As countries in the European Union try to intervene with indebted countries in the Eurozone, Lewis said the warning signs were apparent in countries like Iceland, but no one listened.
"Here is yet another way in which Iceland echoed the American model: all sorts of people, none of them Icelandic, tried to tell them they had a problem."
Lewis does not dwell in the book on Standard & Poor's downgrade of the U.S. credit rating on Aug. 5, nor the political controversy of credit rating agencies' high marks of credit default swaps before the financial crash. You can find that in his previous book, The Big Short.
Lewis does write that "one of the causes of the current global financial crisis is that the people who saw it coming had more to gain from it by taking short positions than they did by trying to publicize the problem. Plus, most of the people who could credibly charge Iceland – or, for that matter, Lehman Brothers – with financial crimes could be dismissed as crass profiteers, talking their own book."
8. Remember the ladies.
Lewis writes "one of the distinctive traits about Iceland's disaster, and Wall Street's, is how little women had to do with it." Lewis describes his observations of the male-dominated fishing and finance industry, the latter which has changed its tide since the crash.

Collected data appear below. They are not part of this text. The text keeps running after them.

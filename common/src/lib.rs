pub mod config;
pub mod error;
pub mod games;
pub mod identifiers;
pub mod logger;

pub use error::{SnakeError, SnakeResult};
pub use identifiers::PlayerId;
use serde::{Deserialize, Serialize};

use crate::error::{SnakeError, SnakeResult};
use super::types::{BoundaryMode, Coordinate};

/// Smallest board that still has a 3x4 interior.
pub const MIN_ROWS: usize = 5;
pub const MIN_COLS: usize = 6;

/// Fixed-size board. Row/column 0 and the last row/column form the border
/// frame; everything else is interior.
#[derive(Clone, Copy, Debug, PartialEq, Eq, Serialize, Deserialize)]
pub struct Grid {
    rows: i32,
    cols: i32,
}

#[derive(Clone, Copy, Debug, PartialEq, Eq)]
pub struct WrapResult {
    pub coord: Coordinate,
    pub died: bool,
}

impl Grid {
    pub fn new(rows: usize, cols: usize) -> SnakeResult<Self> {
        if rows < MIN_ROWS || cols < MIN_COLS {
            return Err(SnakeError::InvalidConfiguration(format!(
                "grid {}x{} is smaller than the minimum {}x{}",
                rows, cols, MIN_ROWS, MIN_COLS
            )));
        }
        let rows = i32::try_from(rows).map_err(|_| {
            SnakeError::InvalidConfiguration(format!("grid row count {} is too large", rows))
        })?;
        let cols = i32::try_from(cols).map_err(|_| {
            SnakeError::InvalidConfiguration(format!("grid column count {} is too large", cols))
        })?;
        Ok(Self { rows, cols })
    }

    pub fn rows(&self) -> i32 {
        self.rows
    }

    pub fn cols(&self) -> i32 {
        self.cols
    }

    pub fn interior_cell_count(&self) -> usize {
        ((self.rows - 2) * (self.cols - 2)) as usize
    }

    pub fn contains(&self, coord: Coordinate) -> bool {
        (0..self.rows).contains(&coord.row) && (0..self.cols).contains(&coord.col)
    }

    pub fn is_border(&self, coord: Coordinate) -> bool {
        coord.row == 0
            || coord.col == 0
            || coord.row == self.rows - 1
            || coord.col == self.cols - 1
    }

    pub fn is_interior(&self, coord: Coordinate) -> bool {
        (1..=self.rows - 2).contains(&coord.row) && (1..=self.cols - 2).contains(&coord.col)
    }

    /// Defensive range check for coordinates entering the engine.
    pub fn check(&self, coord: Coordinate) -> SnakeResult<Coordinate> {
        if self.contains(coord) {
            Ok(coord)
        } else {
            Err(SnakeError::InvalidCoordinate {
                row: coord.row,
                col: coord.col,
            })
        }
    }

    /// Applies the border rule to a freshly advanced head. In `Wrap` mode a
    /// head on the border moves to the opposite interior edge; in `Death`
    /// mode it stays put and is flagged dead.
    pub fn wrap_or_die(&self, coord: Coordinate, mode: BoundaryMode) -> WrapResult {
        if !self.is_border(coord) {
            return WrapResult { coord, died: false };
        }

        match mode {
            BoundaryMode::Death => WrapResult { coord, died: true },
            BoundaryMode::Wrap => {
                let mut wrapped = coord;
                if wrapped.row == 0 {
                    wrapped.row = self.rows - 2;
                } else if wrapped.row == self.rows - 1 {
                    wrapped.row = 1;
                }
                if wrapped.col == 0 {
                    wrapped.col = self.cols - 2;
                } else if wrapped.col == self.cols - 1 {
                    wrapped.col = 1;
                }
                WrapResult {
                    coord: wrapped,
                    died: false,
                }
            }
        }
    }

    pub fn interior_cells(&self) -> impl Iterator<Item = Coordinate> + '_ {
        (1..=self.rows - 2).flat_map(move |row| (1..=self.cols - 2).map(move |col| Coordinate::new(row, col)))
    }
}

Now Iceland has the world's first openly gay head of state, and the country's first female prime minister, Jóhanna Sigurðardóttir. Previous prime minister Geir Haarde went on trial earlier this month for "failures of ministerial responsibility."

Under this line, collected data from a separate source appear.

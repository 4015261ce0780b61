use std::time::Duration;

use snake_common::games::Clock;
use snake_common::games::snake::{Control, FinalScores, GameSession, Intents, SessionStatus};
use snake_common::{log, log_debug, log_warn};

use crate::bot_controller::BotController;
use crate::canvas::Canvas;

#[derive(Clone, Copy, Debug)]
pub struct LoopOptions {
    /// Quit after this many ticks. Zero runs until every snake is dead.
    pub max_ticks: u64,
    /// Sleep the tick delay between ticks and print each frame.
    pub realtime: bool,
}

/// Drives a session to completion: bots pick intents, the session ticks,
/// and the resulting deltas land on the canvas. Ctrl+C quits the session.
/// A failing tick ends the session, which still reports its scores.
pub async fn run_game_loop<C: Clock>(
    session: &mut GameSession<C>,
    bots: &mut [BotController],
    canvas: &mut Canvas,
    options: LoopOptions,
) -> FinalScores {
    let shutdown = tokio::signal::ctrl_c();
    tokio::pin!(shutdown);

    while !session.is_ended() {
        if options.max_ticks > 0 && session.tick_count() >= options.max_ticks {
            log!("Tick limit {} reached", options.max_ticks);
            session.apply_control(Control::Quit);
            break;
        }

        let delay = if options.realtime {
            Duration::from_millis(session.tick_delay_ms())
        } else {
            Duration::ZERO
        };

        tokio::select! {
            _ = tokio::time::sleep(delay) => {
                let intents = collect_intents(session, bots);
                let (deltas, status) = match session.tick(&intents) {
                    Ok(result) => result,
                    Err(err) => {
                        log_warn!("Session stopped: {}", err);
                        return session.final_scores();
                    }
                };

                canvas.apply_all(&deltas);
                canvas.set_status(&session.status_labels());
                log_debug!("Tick {}: {} deltas", session.tick_count(), deltas.len());

                if options.realtime {
                    println!("\x1b[2J\x1b[H{}", canvas.render());
                }
                if let SessionStatus::Ended { final_scores } = status {
                    return final_scores;
                }
            }
            _ = &mut shutdown => {
                log!("Interrupted, quitting session");
                session.apply_control(Control::Quit);
            }
        }
    }

    session.final_scores()
}

fn collect_intents<C: Clock>(session: &GameSession<C>, bots: &mut [BotController]) -> Intents {
    bots.iter_mut()
        .map(|bot| (bot.player_id(), bot.calculate_move(session.state(), session.rules())))
        .collect()
}
mod clock;
mod session_rng;

pub mod snake;

pub use clock::{Clock, ManualClock, SystemClock};
pub use session_rng::SessionRng;
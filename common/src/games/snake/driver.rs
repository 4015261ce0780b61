use crate::error::SnakeResult;
use super::engine::{step, Intents, StepContext, TickEvent};
use super::render::RenderDelta;
use super::state::WorldState;

#[derive(Clone, Debug, PartialEq, Eq)]
pub struct TickReport {
    pub state: WorldState,
    /// Food spawns, then clears, then head draws.
    pub deltas: Vec<RenderDelta>,
    pub events: Vec<TickEvent>,
    pub should_end: bool,
}

/// Runs a single tick and flattens the engine's deltas into emission order,
/// so a head drawn over a freshly vacated tail is not wiped by the clear.
pub fn run_tick(state: &WorldState, intents: &Intents, ctx: &mut StepContext<'_>) -> SnakeResult<TickReport> {
    if state.game_over {
        return Ok(TickReport {
            state: state.clone(),
            deltas: Vec::new(),
            events: Vec::new(),
            should_end: true,
        });
    }

    let outcome = step(state, intents, ctx)?;
    let buckets = outcome.deltas;

    let mut deltas =
        Vec::with_capacity(buckets.food_spawns.len() + buckets.clears.len() + buckets.head_draws.len());
    deltas.extend(buckets.food_spawns);
    deltas.extend(buckets.clears);
    deltas.extend(buckets.head_draws);

    Ok(TickReport {
        should_end: outcome.state.game_over,
        state: outcome.state,
        deltas,
        events: outcome.events,
    })
}

/// Deltas that paint a freshly spawned world: all foods, then all snakes.
pub fn initial_deltas(state: &WorldState) -> Vec<RenderDelta> {
    let foods = state
        .players
        .iter()
        .filter_map(|p| p.food.map(|food| RenderDelta::draw_food(food.position, p.id())));
    let bodies = state
        .players
        .iter()
        .filter(|p| p.is_alive())
        .flat_map(|p| p.snake.body.iter().map(move |cell| RenderDelta::draw_snake(*cell, p.id())));

    foods.chain(bodies).collect()
}
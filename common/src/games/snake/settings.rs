use serde::{Deserialize, Serialize};

use crate::config::Validate;
use crate::error::SnakeError;
use super::grid::{Grid, MIN_COLS, MIN_ROWS};
use super::render::PLAYER_COLORS;
use super::snake::INITIAL_SNAKE_LENGTH;
use super::types::BoundaryMode;

pub const MAX_GRID_SIZE: usize = 200;
pub const MAX_PLAYERS: usize = PLAYER_COLORS.len();
/// Highest speed divisor that keeps the initial delay above the 30 ms floor.
pub const MAX_BASE_SPEED: u32 = 19;

/// Everything a session needs to know before the first tick.
#[derive(Clone, Debug, PartialEq, Eq, Serialize, Deserialize)]
#[serde(default)]
pub struct SimulationConfig {
    pub grid_rows: usize,
    pub grid_cols: usize,
    pub boundary_mode: BoundaryMode,
    pub player_count: usize,
    pub base_speed: u32,
    pub kill_bonus: u32,
    pub max_food_score: u32,
    pub seed: Option<u64>,
}

impl Default for SimulationConfig {
    fn default() -> Self {
        Self {
            grid_rows: 40,
            grid_cols: 100,
            boundary_mode: BoundaryMode::Wrap,
            player_count: 1,
            base_speed: 5,
            kill_bonus: 50,
            max_food_score: 100,
            seed: None,
        }
    }
}

impl Validate for SimulationConfig {
    fn validate(&self) -> Result<(), String> {
        if !(MIN_ROWS..=MAX_GRID_SIZE).contains(&self.grid_rows) {
            return Err(format!("Grid rows must be between {} and {}", MIN_ROWS, MAX_GRID_SIZE));
        }
        if !(MIN_COLS..=MAX_GRID_SIZE).contains(&self.grid_cols) {
            return Err(format!("Grid columns must be between {} and {}", MIN_COLS, MAX_GRID_SIZE));
        }
        if !(1..=MAX_PLAYERS).contains(&self.player_count) {
            return Err(format!("Snake supports 1-{} players", MAX_PLAYERS));
        }
        if !(1..=MAX_BASE_SPEED).contains(&self.base_speed) {
            return Err(format!("Base speed must be between 1 and {}", MAX_BASE_SPEED));
        }
        if self.max_food_score < 1 {
            return Err("Max food score must be at least 1".to_string());
        }

        let interior = (self.grid_rows - 2) * (self.grid_cols - 2);
        let needed = self.player_count * (INITIAL_SNAKE_LENGTH + 1);
        if interior < needed {
            return Err(format!(
                "Grid interior has {} cells but {} players need {}",
                interior, self.player_count, needed
            ));
        }
        Ok(())
    }
}

/// The subset of the configuration the engine consults every tick.
#[derive(Clone, Copy, Debug, PartialEq, Eq)]
pub struct Rules {
    pub grid: Grid,
    pub boundary_mode: BoundaryMode,
    pub kill_bonus: u32,
    pub max_food_score: u32,
}

impl TryFrom<&SimulationConfig> for Rules {
    type Error = SnakeError;

    fn try_from(config: &SimulationConfig) -> Result<Self, Self::Error> {
        config.validate().map_err(SnakeError::InvalidConfiguration)?;

        Ok(Self {
            grid: Grid::new(config.grid_rows, config.grid_cols)?,
            boundary_mode: config.boundary_mode,
            kill_bonus: config.kill_bonus,
            max_food_score: config.max_food_score,
        })
    }
}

Lewis also compares Ireland's financial disaster with that of Iceland's:
"It was created by the sort of men who ignore their wives' suggestions that maybe they should stop and ask for directions, for instance."
9. Nothing lasts forever, even real estate.

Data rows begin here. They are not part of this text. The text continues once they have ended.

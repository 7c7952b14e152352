use thiserror::Error;

type BoxError = Box<dyn std::error::Error + Send + Sync>;

/// Errors raised while talking to the object-storage backend
#[derive(Debug, Error)]
pub enum StorageError {
    #[error("Failed to resolve S3 credentials")]
    Credentials(#[source] BoxError),

    #[error("Failed to create S3 client for bucket '{bucket}'")]
    Client {
        bucket: String,
        #[source]
        source: BoxError,
    },

    #[error("S3 {operation} request failed")]
    Request {
        operation: &'static str,
        #[source]
        source: BoxError,
    },

    #[error("S3 {operation} returned status {status}: {body}")]
    UnexpectedStatus {
        operation: &'static str,
        status: u16,
        body: String,
    },

    #[error("Listing is truncated but no continuation token was returned")]
    MissingContinuationToken,

    #[error("Cannot copy '{from}' to '{to}': both sides must be in bucket '{bucket}'")]
    CrossBucketCopy {
        from: String,
        to: String,
        bucket: String,
    },
}

impl StorageError {
    pub fn request(operation: &'static str, source: impl Into<BoxError>) -> Self {
        Self::Request {
            operation,
            source: source.into(),
        }
    }
}
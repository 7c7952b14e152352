pub mod config;
pub mod error;
pub mod middleware;
pub mod openapi;
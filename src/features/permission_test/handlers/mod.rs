mod permission_test_handler;

pub use permission_test_handler::*;
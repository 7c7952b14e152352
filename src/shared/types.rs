use serde::{Deserialize, Serialize};
use utoipa::ToSchema;

#[derive(Debug, Serialize, Deserialize, ToSchema)]
pub struct ApiResponse<T> {
    pub success: bool,
    pub data: Option<T>,
    pub message: Option<String>,
    pub meta: Option<Meta>,
    pub errors: Option<Vec<String>>,
}

#[derive(Debug, Serialize, Deserialize, ToSchema)]
pub struct Meta {
    pub total: i64,
}

impl<T> ApiResponse<T> {
    pub fn error(message: Option<String>, errors: Option<Vec<String>>) -> ApiResponse<()> {
        ApiResponse {
            success: false,
            data: None,
            message,
            meta: None,
            errors,
        }
    }
}
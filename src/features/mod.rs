pub mod permission_test;
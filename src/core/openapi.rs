use utoipa::{Modify, OpenApi};

use crate::features::permission_test::handlers as permission_test_handlers;

#[derive(OpenApi)]
#[openapi(
    paths(
        permission_test_handlers::list_objects,
        permission_test_handlers::upload_object,
        permission_test_handlers::copy_object,
        permission_test_handlers::download_object,
        permission_test_handlers::delete_object,
    ),
    tags(
        (name = "permission-test", description = "Object-storage permission probes against a fixed key"),
    ),
    info(
        title = "S3 Permission Probe API",
        version = "0.1.0",
        description = "Checks which object-storage operations the configured credentials allow",
    )
)]
pub struct ApiDoc;

/// Modifier to override OpenAPI info from config
pub struct SwaggerInfoModifier {
    pub title: String,
    pub version: String,
    pub description: String,
}

impl Modify for SwaggerInfoModifier {
    fn modify(&self, openapi: &mut utoipa::openapi::OpenApi) {
        openapi.info.title = self.title.clone();
        openapi.info.version = self.version.clone();
        openapi.info.description = Some(self.description.clone());
    }
}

Lewis writes that "while the Icelandic male used foreign money to conquer foreign places - trophy companies in Britain, chunks of Scandinavia - the Irish male used foreign money to conquer Ireland. Left alone in a dark room with a pile of money, the Irish decided what they really wanted to do with it was buy Ireland. From each other."
He describes the start of Ireland's collapse as a real estate boom that evolved into a frenzy which caused the a 500 percent increase in the average price of a house in Dublin before the collapse.
"Their real estate boom had the flavor of a family lie: it was sustainable so long as it went unquestioned and it went unquestioned so long as it appeared sustainable."
By 2007, Lewis wrote that "Irish banks were lending 40 percent more to property developers alone than they had to the entire Irish population."
Lewis writes that Irish banks had avoided lending to American subprime borrowers but "all of Ireland had become subprime."
"Otherwise sound Irish borrowers had been rendered unsound by the size of the loans they had taken out to buy inflated Irish property," Lewis wrote.
The debts of Irish banks were private, "owed by them to investors around the world – and still the Irish people have undertaken to repay them as if they were under obligations of the state."
The Irish government nationalized Anglo Irish Bank and its losses of 34 billion euros in January 2009. Later that year, the government created the National Asset Management Agency, "the Irish version of the Troubled Asset Relief Program (TARP), but, unlike the U.S. government, actually followed through, and bought 80 billion euros' worth of crappy assets from the Irish banks."
10. When everyone is guilty, no one is.
In his fourth chapter, the Secret Lives of Germans, Lewis describes and questions the role of Germany as the sane economy in the unstable Eurozone.
He asks "how did people who seem as intelligent and successful and honest and well-organized as the Germans allow themselves to be drawn into such a mess?"
While describing the historical reminders all over Berlin of World War II and the Nazi era, Lewis writes "it's as if history stopped and assigned roles to people, and the Germans have been required to accept that they will always play the villain."
He writes that for the Germans "the euro isn't just a currency. It's a device for flushing away the past. It's another Holocaust Memorial."